Machine Learning and Personalized Medicine

We have presented a number of different machine learning and computerized decision support schemes which have not only examined better, more accurate detection/diagnosis of disease, but also looked at radio-omics approaches to more deepy interrogate disease characteristics.

A radiohistomorphometric approach for identifying in vivo imaging parameters correlated with ex vivo histological biomarkers characterizing prostate tumors: The objective of this work is to discover imaging markers of aggressive prostate cancer with the motivation of reducing overdiagnosis and overtreatment.  Specifically, we seek to identify quantitative Dynamic Contrast Enhanced (DCE) MRI attributes that are predictive of Gleason grade through a novel computerized radiology-pathology correlation based framework called radiohistomorphometry.  The visualized cluster heatmap facilitates identification of imaging biomarkers by allowing for identifying correlations between each pair of ex vivo microvessel features and in vivo DCE MRI kinetic features. In this figure, red corresponds to high and blue corresponds to low correlation values and those enclosed in black boundary are statistically significant (p<0.05). The red subcluster identifies candidate DCE MRI markers of microvessel architecture.  

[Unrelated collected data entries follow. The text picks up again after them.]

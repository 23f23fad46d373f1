//! PostgreSQL implementation of the job store.
//!
//! The pre-filter is assembled dynamically with `QueryBuilder`; every
//! user-supplied value goes through `push_bind`, never into the SQL text.

use async_trait::async_trait;
use sqlx::{PgPool, Postgres, QueryBuilder};

use crate::errors::AppError;
use crate::models::job::JobRow;
use crate::storage::{JobQuery, JobStore, LocationFilter};

const SELECT_COLUMNS: &str = "SELECT j.id, j.business_id, j.title, j.company_name, \
     j.description, j.technique, j.city, j.location, j.job_type, j.salary, \
     j.experience, j.is_recommended, j.logo_path, j.expiry_time, j.created_at, \
     b.company_name AS business_company_name, b.logo AS business_logo \
     FROM jobs j LEFT JOIN businesses b ON b.id = j.business_id";

const COUNT_FROM: &str = "SELECT COUNT(*) FROM jobs j";

pub struct PgJobStore {
    pool: PgPool,
}

impl PgJobStore {
    pub fn new(pool: PgPool) -> Self {
        Self { pool }
    }
}

#[async_trait]
impl JobStore for PgJobStore {
    async fn count_jobs(&self, query: &JobQuery) -> Result<u64, AppError> {
        let mut qb = QueryBuilder::<Postgres>::new(COUNT_FROM);
        push_filters(&mut qb, query);

        let count: i64 = qb.build_query_scalar().fetch_one(&self.pool).await?;
        Ok(count.max(0) as u64)
    }

    async fn find_jobs(
        &self,
        query: &JobQuery,
        skip: u64,
        limit: u32,
    ) -> Result<Vec<JobRow>, AppError> {
        let mut qb = QueryBuilder::<Postgres>::new(SELECT_COLUMNS);
        push_filters(&mut qb, query);

        qb.push(" ORDER BY j.created_at DESC, j.id DESC LIMIT ");
        qb.push_bind(i64::from(limit));
        qb.push(" OFFSET ");
        qb.push_bind(skip as i64);

        let rows = qb.build_query_as::<JobRow>().fetch_all(&self.pool).await?;
        Ok(rows)
    }
}

/// Appends the WHERE clause for a pre-filter.
fn push_filters(qb: &mut QueryBuilder<'_, Postgres>, query: &JobQuery) {
    qb.push(" WHERE j.expiry_time >= ");
    qb.push_bind(query.active_at);

    if let Some(keyword) = &query.keyword {
        let pattern = like_pattern(keyword);
        qb.push(" AND (j.title ILIKE ");
        qb.push_bind(pattern.clone());
        qb.push(" OR j.company_name ILIKE ");
        qb.push_bind(pattern.clone());
        qb.push(" OR j.description ILIKE ");
        qb.push_bind(pattern.clone());
        qb.push(" OR j.technique ILIKE ");
        qb.push_bind(pattern);
        qb.push(")");
    }

    match &query.location {
        Some(LocationFilter::Remote) => {
            qb.push(
                " AND (j.job_type ILIKE '%remote%' OR j.city ILIKE '%remote%' \
                 OR j.location ILIKE '%remote%' OR j.location ILIKE '%wfh%' \
                 OR j.location ILIKE '%work from home%')",
            );
        }
        Some(LocationFilter::Place(place)) => {
            let pattern = like_pattern(place);
            qb.push(" AND (j.city ILIKE ");
            qb.push_bind(pattern.clone());
            qb.push(" OR j.location ILIKE ");
            qb.push_bind(pattern);
            qb.push(")");
        }
        None => {}
    }

    if let Some(job_type) = &query.job_type {
        qb.push(" AND j.job_type ILIKE ");
        qb.push_bind(like_pattern(job_type));
    }

    if query.featured_only {
        qb.push(" AND j.is_recommended = TRUE");
    }
}

/// Wraps a user value for ILIKE, escaping the pattern metacharacters.
fn like_pattern(value: &str) -> String {
    let escaped = value
        .replace('\\', "\\\\")
        .replace('%', "\\%")
        .replace('_', "\\_");
    format!("%{escaped}%")
}

#[cfg(test)]
mod tests {
    use super::*;

    #[test]
    fn like_pattern_escapes_metacharacters() {
        assert_eq!(like_pattern("rust"), "%rust%");
        assert_eq!(like_pattern("100%_\\"), "%100\\%\\_\\\\%");
    }
}
//! Search/pagination engine: one `FilterSpec` in, one formatted page out.
//!
//! Per call: probe the cache, build the pre-filter, fetch count and
//! candidates concurrently, narrow salary/experience in memory, cut the page
//! after narrowing, format, cache. Each call is stateless; the cache is the
//! only state shared across calls.
//!
//! Two accuracy limitations are deliberate and documented rather than fixed:
//! totals come from the pre-filter count (optimistic under post-filtering),
//! and the over-fetch is a heuristic, so a post-filtered page can under-fill
//! even when more matches exist deeper in the collection.

use std::sync::Arc;

use tracing::debug;

use crate::clock::Clock;
use crate::errors::AppError;
use crate::models::job::{JobFeed, JobPage, PageMeta};
use crate::search::cache::SearchCache;
use crate::search::format;
use crate::search::predicates;
use crate::search::spec::FilterSpec;
use crate::storage::JobStore;

#[derive(Clone)]
pub struct SearchEngine {
    store: Arc<dyn JobStore>,
    cache: SearchCache,
    clock: Arc<dyn Clock>,
    /// Fetch-size multiplier applied when post-filtering is active.
    overfetch_factor: u32,
}

impl SearchEngine {
    pub fn new(
        store: Arc<dyn JobStore>,
        cache: SearchCache,
        clock: Arc<dyn Clock>,
        overfetch_factor: u32,
    ) -> Self {
        Self {
            store,
            cache,
            clock,
            overfetch_factor: overfetch_factor.max(1),
        }
    }

    /// Runs one search and returns the formatted page.
    ///
    /// Storage failure aborts the whole request — the caller receives an
    /// error, never a silently empty page.
    pub async fn search(&self, spec: &FilterSpec) -> Result<JobPage, AppError> {
        let spec = spec.clone().sanitized();
        let now = self.clock.now();
        let query = spec.to_query(now);
        let key = SearchCache::derive_key(&query, spec.page, spec.limit, &spec.cache_label());

        if let Some(page) = self.cache.get(&key) {
            debug!(label = %spec.label, page = spec.page, "search cache hit");
            return Ok(page);
        }

        // Salary/experience intervals live in free-text columns, so the
        // store can only pre-filter; over-fetch to keep the page filled
        // after the in-memory pass.
        let needs_post_filter = spec.needs_post_filter();
        let fetch_limit = if needs_post_filter {
            spec.limit.saturating_mul(self.overfetch_factor)
        } else {
            spec.limit
        };
        let skip = u64::from(spec.page - 1) * u64::from(spec.limit);

        // Independent reads; dispatch together.
        let (total_jobs, rows) = tokio::try_join!(
            self.store.count_jobs(&query),
            self.store.find_jobs(&query, skip, fetch_limit)
        )?;

        let fetched = rows.len();
        let mut candidates = rows;
        if let Some(range) = &spec.salary_range {
            candidates.retain(|job| predicates::matches_salary_range(&job.salary, range));
        }
        if let Some(bucket) = &spec.experience {
            candidates.retain(|job| {
                predicates::matches_experience_bucket(
                    job.experience.as_deref().unwrap_or(""),
                    bucket,
                )
            });
        }
        // The page boundary applies after narrowing, never before.
        candidates.truncate(spec.limit as usize);

        if needs_post_filter {
            debug!(
                fetched,
                surviving = candidates.len(),
                "post-filter narrowed the fetched candidates"
            );
        }

        let jobs = candidates
            .iter()
            .map(|job| format::summarize(job, now))
            .collect();

        // Denominator is the pre-filter count: totals are approximate while
        // salary/experience filters are active.
        let total_pages = (total_jobs.div_ceil(u64::from(spec.limit))) as u32;
        let page = JobPage {
            jobs,
            pagination: PageMeta {
                current_page: spec.page,
                total_pages,
                total_jobs,
                has_next: spec.page < total_pages,
                has_prev: spec.page > 1,
            },
        };

        self.cache.set(key, page.clone());
        Ok(page)
    }

    /// Incremental-load variant: same computation, `{jobs, hasMore}` shape.
    pub async fn load_more(&self, spec: &FilterSpec) -> Result<JobFeed, AppError> {
        let page = self.search(spec).await?;
        Ok(JobFeed {
            has_more: page.pagination.has_next,
            jobs: page.jobs,
        })
    }
}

Variable Importance in Nonlinear Kernels (VINK): Classification of Digitized Histopathology: In this work we present a simple yet elegant method for approximating the mapping between the data in the original feature space and the transformed data in the kernel PCA (KPCA) embedding space; this mapping provides the basis for quantification of variable importance in nonlinear kernels (VINK). We show how VINK can be implemented in conjunction with the popular Isomap and Laplacian eigenmap algorithms. VINK is evaluated in the contexts of three different problems in digital pathology: (1) predicting five year PSA failure following radical prostatectomy, (2) predicting Oncotype DX recurrence risk scores for ER+ breast cancers, and (3) distinguishing good and poor outcome p16+ oropharyngeal tumors. We demonstrate that subsets of features identified by VINK provide similar or better classification or regression performance compared to the original high dimensional feature sets.

Supervised Multi-View Canonical Correlation Analysis: Fused Multimodal Predictors of Disease Prognosis: In this work, we introduce supervised multi-view canonical correlation analysis (sMVCCA), a novel data fusion method that attempts to find a common representation for multiscale, multimodal data where class separation is maximized while noise is minimized. Although this method can be applied to any number of modalities, we demonstrate its application in the context of integrating upto four data streams to predict prostate cancer (CaP) aggressiveness pre- and post- radical prostatectomy (RP) using two datasets. Kaplan-Meier curves generated based on classifier prediction in the sMVCCA joint subspace showed significant (p < 0.05) differences for patients with and without BcR, unlike those generated from classifier prediction in the feature spaces of individual modalities.